(Stored items)

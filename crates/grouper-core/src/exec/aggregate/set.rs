use crate::{
    error::InternalError,
    exec::{
        aggregate::{AggregateSpec, state::AggregateState},
        row::Row,
    },
    value::Value,
};
use serde::{Deserialize, Serialize};
use std::mem::size_of;

///
/// AccumulatorSet
///
/// One state per aggregate call of a GROUP BY, in call order.
/// Sets are created, merged and finalized against the same spec list.
///

#[derive(Clone, Debug, Deserialize, PartialEq, Serialize)]
pub struct AccumulatorSet {
    states: Vec<AggregateState>,
}

impl AccumulatorSet {
    /// Fresh, empty states for `specs`.
    #[must_use]
    pub fn new(specs: &[AggregateSpec]) -> Self {
        Self {
            states: specs
                .iter()
                .map(AggregateState::new)
                .collect(),
        }
    }

    /// Fold one input row into every state.
    pub fn accumulate(&mut self, specs: &[AggregateSpec], row: &Row) -> Result<(), InternalError> {
        self.check_width(specs.len())?;

        for (state, spec) in self.states.iter_mut().zip(specs) {
            let input = spec.input_value(row)?;
            state.accumulate(spec, input)?;
        }

        Ok(())
    }

    /// Merge another partial set for the same spec list into this one.
    pub fn merge(&mut self, other: Self) -> Result<(), InternalError> {
        self.check_width(other.states.len())?;

        for (state, incoming) in self.states.iter_mut().zip(other.states) {
            state.merge(incoming)?;
        }

        Ok(())
    }

    /// Consume the set, producing one output value per aggregate.
    pub fn finalize(self, specs: &[AggregateSpec]) -> Result<Vec<Value>, InternalError> {
        self.check_width(specs.len())?;

        self.states
            .into_iter()
            .zip(specs)
            .map(|(state, spec)| state.finalize(spec))
            .collect()
    }

    #[must_use]
    pub fn estimated_size(&self) -> usize {
        self.states
            .iter()
            .map(AggregateState::estimated_size)
            .fold(size_of::<Self>(), usize::saturating_add)
    }

    #[must_use]
    pub const fn len(&self) -> usize {
        self.states.len()
    }

    #[must_use]
    pub const fn is_empty(&self) -> bool {
        self.states.is_empty()
    }

    fn check_width(&self, expected: usize) -> Result<(), InternalError> {
        if self.states.len() == expected {
            Ok(())
        } else {
            Err(InternalError::aggregate_invariant(format!(
                "accumulator set width {} does not match {expected}",
                self.states.len()
            )))
        }
    }
}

**WHAT TO DO:** Set all of the entries down again, exactly as they were given.

**RESPONSE AREA:**
filename crates/grouper-core/src/exec/aggregate/set.rs
use crate::{
    error::InternalError,
    exec::{
        aggregate::{AggregateSpec, state::AggregateState},
        row::Row,
    },
    value::Value,
};
use serde::{Deserialize, Serialize};
use std::mem::size_of;

///
/// AccumulatorSet
///
/// One state per aggregate call of a GROUP BY, in call order.
/// Sets are created, merged and finalized against the same spec list.
///

#[derive(Clone, Debug, Deserialize, PartialEq, Serialize)]
pub struct AccumulatorSet {
    states: Vec<AggregateState>,
}

impl AccumulatorSet {
    /// Fresh, empty states for `specs`.
    #[must_use]
    pub fn new(specs: &[AggregateSpec]) -> Self {
        Self {
            states: specs
                .iter()
                .map(AggregateState::new)
                .collect(),
        }
    }

    /// Fold one input row into every state.
    pub fn accumulate(&mut self, specs: &[AggregateSpec], row: &Row) -> Result<(), InternalError> {
        self.check_width(specs.len())?;

        for (state, spec) in self.states.iter_mut().zip(specs) {
            let input = spec.input_value(row)?;
            state.accumulate(spec, input)?;
        }

        Ok(())
    }

    /// Merge another partial set for the same spec list into this one.
    pub fn merge(&mut self, other: Self) -> Result<(), InternalError> {
        self.check_width(other.states.len())?;

        for (state, incoming) in self.states.iter_mut().zip(other.states) {
            state.merge(incoming)?;
        }

        Ok(())
    }

    /// Consume the set, producing one output value per aggregate.
    pub fn finalize(self, specs: &[AggregateSpec]) -> Result<Vec<Value>, InternalError> {
        self.check_width(specs.len())?;

        self.states
            .into_iter()
            .zip(specs)
            .map(|(state, spec)| state.finalize(spec))
            .collect()
    }

    #[must_use]
    pub fn estimated_size(&self) -> usize {
        self.states
            .iter()
            .map(AggregateState::estimated_size)
            .fold(size_of::<Self>(), usize::saturating_add)
    }

    #[must_use]
    pub const fn len(&self) -> usize {
        self.states.len()
    }

    #[must_use]
    pub const fn is_empty(&self) -> bool {
        self.states.is_empty()
    }

    fn check_width(&self, expected: usize) -> Result<(), InternalError> {
        if self.states.len() == expected {
            Ok(())
        } else {
            Err(InternalError::aggregate_invariant(format!(
                "accumulator set width {} does not match {expected}",
                self.states.len()
            )))
        }
    }
}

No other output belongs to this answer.